Years later, my nurse practitioner suggested multiple short walks a day to help with the stress that had turned my neck and shoulders into jerky and my cortisol production up to something like Trevi Fountain. My rage walks, as I called them, were good for my lungs, my sedentary muscles and vitamin D deprivation. But in terms of my frustration — with work, with the world — it was like trying to douse a house fire with a teacup. And once the pandemic hit, with its accompanying worries and uncertainties amid a national crisis with a climbing death toll and a chunk of the population in cartoonish denial, it was like fighting the fire with a teaspoon.

During lockdown, I'd take a long walk at lunch, trying to get some air and level out after watching or reading the news, or the stress of my job at a newspaper. And when the roaring in my head drowned out the birdsong and my fists would ball up and I couldn't calm down, I'd break into a run. It was better to feel it and let it fuel me instead of trying to choke down all that energy. Sometimes a few blocks would do it.

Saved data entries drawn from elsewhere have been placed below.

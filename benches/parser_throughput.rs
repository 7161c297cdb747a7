//! Test runner output parsing throughput benchmark.
//!
//! Measures parse_test_output on structured JSON reports of growing size and
//! on the plain-text summary fallback using Criterion.

use criterion::{black_box, criterion_group, criterion_main, BenchmarkId, Criterion};
use quality_guard::tools::test_suite::parse_test_output;
use serde_json::json;

fn json_report(suites: usize) -> String {
    let results: Vec<_> = (0..suites)
        .map(|i| {
            json!({
                "name": format!("/repo/tests/suite_{}.test.js", i),
                "status": if i % 10 == 0 { "failed" } else { "passed" },
                "endTime": 1_700_000_000_000u64 + i as u64,
                "assertionResults": [
                    {"fullName": format!("suite {} works", i), "status": "passed", "failureMessages": []},
                    {
                        "fullName": format!("suite {} edge case", i),
                        "status": if i % 10 == 0 { "failed" } else { "passed" },
                        "failureMessages": if i % 10 == 0 { vec!["expected 1 to be 2\n    at Object.<anonymous>"] } else { vec![] },
                    },
                ],
            })
        })
        .collect();
    let failed = suites.div_ceil(10);
    let report = json!({
        "success": failed == 0,
        "numTotalTests": suites * 2,
        "numPassedTests": suites * 2 - failed,
        "numFailedTests": failed,
        "numPendingTests": 0,
        "numTodoTests": 0,
        "testResults": results,
    });
    format!("> jest --json\n{}\n", report)
}

fn bench_json_report(c: &mut Criterion) {
    let mut group = c.benchmark_group("parse_json_report");
    for &suites in &[1usize, 10, 100, 1000] {
        let stdout = json_report(suites);
        group.bench_with_input(BenchmarkId::from_parameter(suites), &stdout, |b, s| {
            b.iter(|| parse_test_output(black_box(s)));
        });
    }
    group.finish();
}

fn bench_text_fallback(c: &mut Criterion) {
    let mut stdout = String::new();
    for i in 0..500 {
        stdout.push_str(&format!("PASS tests/case_{}.test.js\n", i));
    }
    stdout.push_str("Tests:       2 failed, 1 skipped, 497 passed, 500 total\nTime:        4.2 s\n");

    c.bench_function("parse_text_fallback", |b| {
        b.iter(|| parse_test_output(black_box(&stdout)));
    });
}

criterion_group!(benches, bench_json_report, bench_text_fallback);
criterion_main!(benches);
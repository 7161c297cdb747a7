//! Tool dispatcher: validates arguments and runs tools in isolation.

use futures::FutureExt;
use serde::{Deserialize, Serialize};
use serde_json::Value;
use std::panic::AssertUnwindSafe;
use std::sync::Arc;
use std::time::Instant;

use crate::tools::{ToolDescriptor, ToolRegistry};
use crate::types::{Error, ExecutionId, Result};

/// Body of a `use_tool` call.
#[derive(Debug, Clone, Default, Serialize, Deserialize)]
pub struct ExecutionRequest {
    #[serde(default)]
    pub tool_name: Option<String>,
    #[serde(default)]
    pub arguments: Option<Value>,
}

#[derive(Debug, Clone)]
pub struct Dispatcher {
    registry: Arc<ToolRegistry>,
}

impl Dispatcher {
    pub fn new(registry: Arc<ToolRegistry>) -> Self {
        Self { registry }
    }

    pub fn registry(&self) -> &ToolRegistry {
        &self.registry
    }

    pub fn list_tools(&self) -> Vec<ToolDescriptor> {
        self.registry.list()
    }

    /// Run one tool call. Tool failures and panics come back as
    /// [`Error::Execution`]; the caller's process is never taken down.
    pub async fn invoke(&self, request: ExecutionRequest) -> Result<Value> {
        let tool_name = request
            .tool_name
            .filter(|name| !name.trim().is_empty())
            .ok_or_else(|| Error::bad_request("Missing tool_name or arguments."))?;
        let arguments = request
            .arguments
            .filter(|args| !args.is_null())
            .ok_or_else(|| Error::bad_request("Missing tool_name or arguments."))?;

        let entry = self
            .registry
            .get(&tool_name)
            .ok_or_else(|| Error::not_found(format!("Tool '{}' not found.", tool_name)))?;
        entry.validate(&arguments)?;

        let execution_id = ExecutionId::new();
        let started = Instant::now();
        tracing::info!("[{}] invoking {}", execution_id, tool_name);

        let outcome = AssertUnwindSafe(entry.tool().execute(arguments))
            .catch_unwind()
            .await;
        let elapsed_ms = started.elapsed().as_millis();

        match outcome {
            Ok(Ok(value)) => {
                tracing::info!("[{}] {} completed in {}ms", execution_id, tool_name, elapsed_ms);
                Ok(value)
            }
            Ok(Err(e @ Error::InvalidArguments { .. })) => {
                tracing::warn!("[{}] {} rejected arguments: {}", execution_id, tool_name, e);
                Err(e)
            }
            Ok(Err(e)) => {
                tracing::error!(
                    "[{}] {} failed after {}ms: {}",
                    execution_id,
                    tool_name,
                    elapsed_ms,
                    e
                );
                Err(Error::execution(tool_name, e.to_string()))
            }
            Err(panic) => {
                let message = panic
                    .downcast_ref::<&str>()
                    .map(|s| (*s).to_string())
                    .or_else(|| panic.downcast_ref::<String>().cloned())
                    .unwrap_or_else(|| "tool panicked".to_string());
                tracing::error!("[{}] {} panicked: {}", execution_id, tool_name, message);
                Err(Error::execution(tool_name, message))
            }
        }
    }
}

#[cfg(test)]
mod tests {
    use super::*;
    use crate::tools::{OperationRegistry, QualityTool};
    use crate::types::Config;
    use serde_json::json;

    fn dispatcher() -> Dispatcher {
        let tools = QualityTool::default_set(
            &Config::default(),
            Arc::new(OperationRegistry::with_builtins()),
        );
        Dispatcher::new(Arc::new(ToolRegistry::from_tools(tools).unwrap()))
    }

    fn request(name: Option<&str>, arguments: Option<Value>) -> ExecutionRequest {
        ExecutionRequest {
            tool_name: name.map(str::to_string),
            arguments,
        }
    }

    #[tokio::test]
    async fn test_missing_fields_are_bad_requests() {
        let d = dispatcher();
        for req in [
            request(None, Some(json!({}))),
            request(Some(""), Some(json!({}))),
            request(Some("measurePerformance"), None),
            request(Some("measurePerformance"), Some(Value::Null)),
        ] {
            assert!(matches!(d.invoke(req).await.unwrap_err(), Error::BadRequest(_)));
        }
    }

    #[tokio::test]
    async fn test_unknown_tool_is_not_found() {
        let err = dispatcher()
            .invoke(request(Some("nonexistent"), Some(json!({}))))
            .await
            .unwrap_err();
        assert_eq!(err.to_string(), "not found: Tool 'nonexistent' not found.");
    }

    #[tokio::test]
    async fn test_schema_violation_is_invalid_arguments() {
        let err = dispatcher()
            .invoke(request(Some("measurePerformance"), Some(json!({"iterations": 0}))))
            .await
            .unwrap_err();
        assert!(matches!(err, Error::InvalidArguments { .. }));
    }

    #[tokio::test]
    async fn test_successful_invocation_returns_envelope() {
        let value = dispatcher()
            .invoke(request(
                Some("measurePerformance"),
                Some(json!({"operationName": "noop", "targetComponent": "builtin", "iterations": 2})),
            ))
            .await
            .unwrap();
        assert_eq!(value["status"], "success");
        assert_eq!(value["metrics"]["successfulIterations"], 2);
    }

    #[test]
    fn test_list_tools_matches_registry() {
        let d = dispatcher();
        assert_eq!(d.list_tools().len(), d.registry().len());
    }
}
/// Package ecosystem of a project directory.
#[derive(Debug, Clone, Copy, PartialEq, Eq)]
pub enum Ecosystem {
    Cargo,
    Npm,
}

impl Ecosystem {
    /// `Cargo.lock` means Rust, anything else is audited with npm.
    pub fn detect(project: &Path) -> Self {
        if project.join("Cargo.lock").is_file() {
            Ecosystem::Cargo
        } else {
            Ecosystem::Npm
        }
    }

    pub fn auditor(self) -> &'static str {
        match self {
            Ecosystem::Cargo => "cargo audit",
            Ecosystem::Npm => "npm audit",
        }
    }
}

/// Findings plus anything the auditor wrote to stderr.
#[derive(Debug, Default)]
pub struct AuditOutcome {
    pub ecosystem: Option<Ecosystem>,
    pub vulnerabilities: Vec<Vulnerability>,
    pub stderr: Option<String>,
}

pub fn audit_command(ecosystem: Ecosystem, project: &Path, config: &SecurityConfig) -> CommandSpec {
    match ecosystem {
        Ecosystem::Cargo => CommandSpec::new(&config.cargo_program)
            .args(["audit", "--json"])
            .current_dir(project),
        Ecosystem::Npm => CommandSpec::new(&config.npm_program)
            .args(["audit", "--json", "--prefix"])
            .arg(project.to_string_lossy()),
    }
}

/// Audit the project at `project`.
///
/// A non-zero exit with a report on stdout is the normal "findings" outcome.
/// Spawn failures, timeouts, empty output on failure and unreadable reports
/// are errors.
pub async fn run_audit(project: &Path, config: &SecurityConfig) -> Result<AuditOutcome> {
    if !project.is_dir() {
        return Err(Error::validation(format!(
            "dependency audit target '{}' is not a directory",
            project.display()
        )));
    }
    let ecosystem = Ecosystem::detect(project);
    let spec = audit_command(ecosystem, project, config);
    tracing::info!("running '{}'", spec.display());

    let output = process::run_captured(&spec, config.audit_timeout).await?;
    if let process::ProcessPhase::Errored { reason } = &output.phase {
        return Err(Error::process(format!("{} did not complete: {}", ecosystem.auditor(), reason)));
    }
    let stderr = Some(output.stderr.trim().to_string()).filter(|s| !s.is_empty());
    if output.stdout.trim().is_empty() {
        if output.succeeded() {
            return Ok(AuditOutcome {
                ecosystem: Some(ecosystem),
                vulnerabilities: Vec::new(),
                stderr,
            });
        }
        return Err(Error::process(format!(
            "{} exited with code {} without output{}",
            ecosystem.auditor(),
            output.exit_code(),
            stderr.as_deref().map(|s| format!(": {}", s)).unwrap_or_default()
        )));
    }

    let report: Value = serde_json::from_str(&output.stdout).map_err(|e| {
        Error::process(format!("{} produced unreadable JSON: {}", ecosystem.auditor(), e))
    })?;
    let vulnerabilities = match ecosystem {
        Ecosystem::Cargo => parse_cargo_audit(&report),
        Ecosystem::Npm => parse_npm_audit(&report),
    };
    Ok(AuditOutcome {
        ecosystem: Some(ecosystem),
        vulnerabilities,
        stderr,
    })
}

// =============================================================================
// npm
// =============================================================================

fn str_field<'a>(v: &'a Value, key: &str) -> Option<&'a str> {
    v.get(key).and_then(Value::as_str)
}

Sometimes I needed to go full bore, arms pumping hard at my sides. Occasionally, I'd clench my teeth and pound up a hill until I got to the top, gasping and relieved, my adrenaline spent. It was like a primal scream, hurling myself toward the oblivion of exhaustion, the fried lungs, the helpless anger wrung out of me and replaced by something like spiteful accomplishment. I wanted to simultaneously run from and at everything. Because fuck all of it.

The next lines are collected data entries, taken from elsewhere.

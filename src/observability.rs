//! Observability utilities.

use std::sync::OnceLock;
use tracing_subscriber::{fmt, prelude::*, EnvFilter};

use crate::types::ObservabilityConfig;

static TRACING_INIT: OnceLock<()> = OnceLock::new();

/// Initialize tracing subscriber once for the process.
///
/// Log format follows `config.json_logs` and can be forced to JSON via
/// `QUALITY_GUARD_LOG_FORMAT=json`. `RUST_LOG` wins over `config.log_level`.
pub fn init_tracing(config: &ObservabilityConfig) {
    TRACING_INIT.get_or_init(|| {
        let env_filter = EnvFilter::try_from_default_env()
            .unwrap_or_else(|_| EnvFilter::new(config.log_level.as_str()));
        let json = std::env::var("QUALITY_GUARD_LOG_FORMAT")
            .map(|v| v.eq_ignore_ascii_case("json"))
            .unwrap_or(config.json_logs);

        let result = if json {
            tracing_subscriber::registry()
                .with(env_filter)
                .with(fmt::layer().json())
                .try_init()
        } else {
            tracing_subscriber::registry()
                .with(env_filter)
                .with(fmt::layer().compact())
                .try_init()
        };

        if let Err(err) = result {
            eprintln!("tracing init skipped: {err}");
        }
    });
}

#[cfg(test)]
mod tests {
    use super::init_tracing;
    use crate::types::ObservabilityConfig;

    #[test]
    fn init_tracing_is_idempotent() {
        let config = ObservabilityConfig::default();
        init_tracing(&config);
        init_tracing(&config);
    }
}
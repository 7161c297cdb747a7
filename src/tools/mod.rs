//! Quality-assurance tools and the registry that exposes them.
//!
//! Every tool implements [`Tool`] with typed input/output; JSON schemas for
//! both sides are derived from those types. The set of tools is closed and
//! enumerated by [`QualityTool`].

pub mod catalog;
pub mod collector;
pub mod config_store;
pub mod operations;
pub mod performance;
pub mod report;
pub mod security;
pub mod stability;
pub mod test_suite;

use async_trait::async_trait;
use schemars::JsonSchema;
use serde::de::DeserializeOwned;
use serde::{Deserialize, Serialize};
use serde_json::Value;
use std::sync::Arc;

use crate::types::{Config, Error, Result};

pub use catalog::{ToolDescriptor, ToolRegistry};
pub use collector::DataCollector;
pub use config_store::ConfigStore;
pub use operations::{Operation, OperationRegistry};
pub use performance::PerformanceProfiler;
pub use report::ReportGenerator;
pub use security::SecurityScanner;
pub use stability::StabilityMonitor;
pub use test_suite::TestSuiteRunner;

// =============================================================================
// Tool trait
// =============================================================================

/// A named, schema-described unit of work.
#[async_trait]
pub trait Tool: Send + Sync {
    type Input: DeserializeOwned + JsonSchema + Send + 'static;
    type Output: Serialize + JsonSchema + Send;

    /// Registry key, also the `tool_name` callers send.
    const NAME: &'static str;
    const DESCRIPTION: &'static str;

    async fn run(&self, input: Self::Input) -> Result<Self::Output>;
}

/// Three-tier outcome shared by most tool envelopes.
#[derive(Debug, Clone, Copy, PartialEq, Eq, Serialize, Deserialize, JsonSchema)]
#[serde(rename_all = "snake_case")]
pub enum ToolStatus {
    /// Ran and the checked property holds.
    Success,
    /// Ran, but the checked property does not hold (tests failed...).
    Failure,
    /// Could not run as requested.
    Error,
}

/// Where a test or measurement runs.
#[derive(Debug, Clone, Copy, PartialEq, Eq, Default, Serialize, Deserialize, JsonSchema)]
#[serde(rename_all = "snake_case")]
pub enum Environment {
    Docker,
    #[default]
    Local,
}

// =============================================================================
// Closed tool set
// =============================================================================

/// Every tool the server knows about.
#[derive(Debug)]
pub enum QualityTool {
    ExecuteTestSuite(TestSuiteRunner),
    MeasurePerformance(PerformanceProfiler),
    MonitorStability(StabilityMonitor),
    ScanSecurity(SecurityScanner),
    ManageTestConfig(ConfigStore),
    CollectTestData(DataCollector),
    GenerateReport(ReportGenerator),
}

impl QualityTool {
    /// The default tool set, in registration order.
    pub fn default_set(config: &Config, operations: Arc<OperationRegistry>) -> Vec<QualityTool> {
        vec![
            QualityTool::ExecuteTestSuite(TestSuiteRunner::new(config.test_runner.clone())),
            QualityTool::MeasurePerformance(PerformanceProfiler::new(operations.clone())),
            QualityTool::MonitorStability(StabilityMonitor::new(
                config.stability.clone(),
                operations,
            )),
            QualityTool::ScanSecurity(SecurityScanner::new(config.security.clone())),
            QualityTool::ManageTestConfig(ConfigStore::new(config.storage.config_dir.clone())),
            QualityTool::CollectTestData(DataCollector::new()),
            QualityTool::GenerateReport(ReportGenerator::new(
                config.storage.reports_dir.clone(),
                config.storage.templates_dir.clone(),
            )),
        ]
    }

    pub fn name(&self) -> &'static str {
        match self {
            QualityTool::ExecuteTestSuite(_) => TestSuiteRunner::NAME,
            QualityTool::MeasurePerformance(_) => PerformanceProfiler::NAME,
            QualityTool::MonitorStability(_) => StabilityMonitor::NAME,
            QualityTool::ScanSecurity(_) => SecurityScanner::NAME,
            QualityTool::ManageTestConfig(_) => ConfigStore::NAME,
            QualityTool::CollectTestData(_) => DataCollector::NAME,
            QualityTool::GenerateReport(_) => ReportGenerator::NAME,
        }
    }

    /// Public metadata; never includes the executable unit.
    pub fn describe(&self) -> ToolDescriptor {
        match self {
            QualityTool::ExecuteTestSuite(t) => describe(t),
            QualityTool::MeasurePerformance(t) => describe(t),
            QualityTool::MonitorStability(t) => describe(t),
            QualityTool::ScanSecurity(t) => describe(t),
            QualityTool::ManageTestConfig(t) => describe(t),
            QualityTool::CollectTestData(t) => describe(t),
            QualityTool::GenerateReport(t) => describe(t),
        }
    }

    /// Decode `arguments`, run the tool and encode its envelope.
    pub async fn execute(&self, arguments: Value) -> Result<Value> {
        match self {
            QualityTool::ExecuteTestSuite(t) => run_json(t, arguments).await,
            QualityTool::MeasurePerformance(t) => run_json(t, arguments).await,
            QualityTool::MonitorStability(t) => run_json(t, arguments).await,
            QualityTool::ScanSecurity(t) => run_json(t, arguments).await,
            QualityTool::ManageTestConfig(t) => run_json(t, arguments).await,
            QualityTool::CollectTestData(t) => run_json(t, arguments).await,
            QualityTool::GenerateReport(t) => run_json(t, arguments).await,
        }
    }
}

fn describe<T: Tool>(_tool: &T) -> ToolDescriptor {
    ToolDescriptor {
        name: T::NAME.to_string(),
        description: T::DESCRIPTION.to_string(),
        input_schema: schema_value::<T::Input>(),
        output_schema: schema_value::<T::Output>(),
    }
}

async fn run_json<T: Tool>(tool: &T, arguments: Value) -> Result<Value> {
    let input: T::Input = serde_json::from_value(arguments)
        .map_err(|e| Error::invalid_arguments(T::NAME, vec![e.to_string()]))?;
    let output = tool.run(input).await?;
    Ok(serde_json::to_value(output)?)
}

/// JSON Schema document for `T`.
pub fn schema_value<T: JsonSchema>() -> Value {
    let schema = schemars::schema_for!(T);
    serde_json::to_value(schema).unwrap_or_else(|e| {
        tracing::warn!("schema serialization failed: {}", e);
        Value::Bool(true)
    })
}
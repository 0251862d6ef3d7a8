//! Axum realizations of the external interfaces in spec.md sec 6. The core
//! (coordinator, hash ring, local store) stays transport-agnostic behind
//! the `Replica` trait; this module is the one concrete transport.

pub mod coordinator_router;
pub mod node_router;

pub use coordinator_router::coordinator_router;
pub use node_router::node_router;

Soon, I'd hang up from a miserable phone call or close a tab on an enraging story and put my shoes on. I ran out my urge to throw things at the TV and fight pointlessly with trolls online. I tore around my neighborhood scowling until the scowl was one of effort, expending the sort of energy one usually reserves for flipping desks and thrashing hotel rooms on propelling myself forward a little farther, a little faster. It didn't make the world or my feelings about it any better — not by a longshot. And there was still no runner's high, at least not the way I'd heard it described. But, like aggressive exfoliation at a Korean spa, the scraped down feeling was a reset. I caught my breath back on my front steps and got ready to start again.

I thought, I'll do this for a little while until it starts to hurt for real. A week. A month. The summer. I waited for my knees to ache and cut this little experiment short. My quads and calves were sore. I felt my age in all my muscles. But my knees were freakishly unaffected, better than they'd been in my teens. The universe had kindly given me back my knees but cruelly torn up my get-out-of-gym note. Over the phone, a friend responded with surprise when I mentioned I'd been for a run.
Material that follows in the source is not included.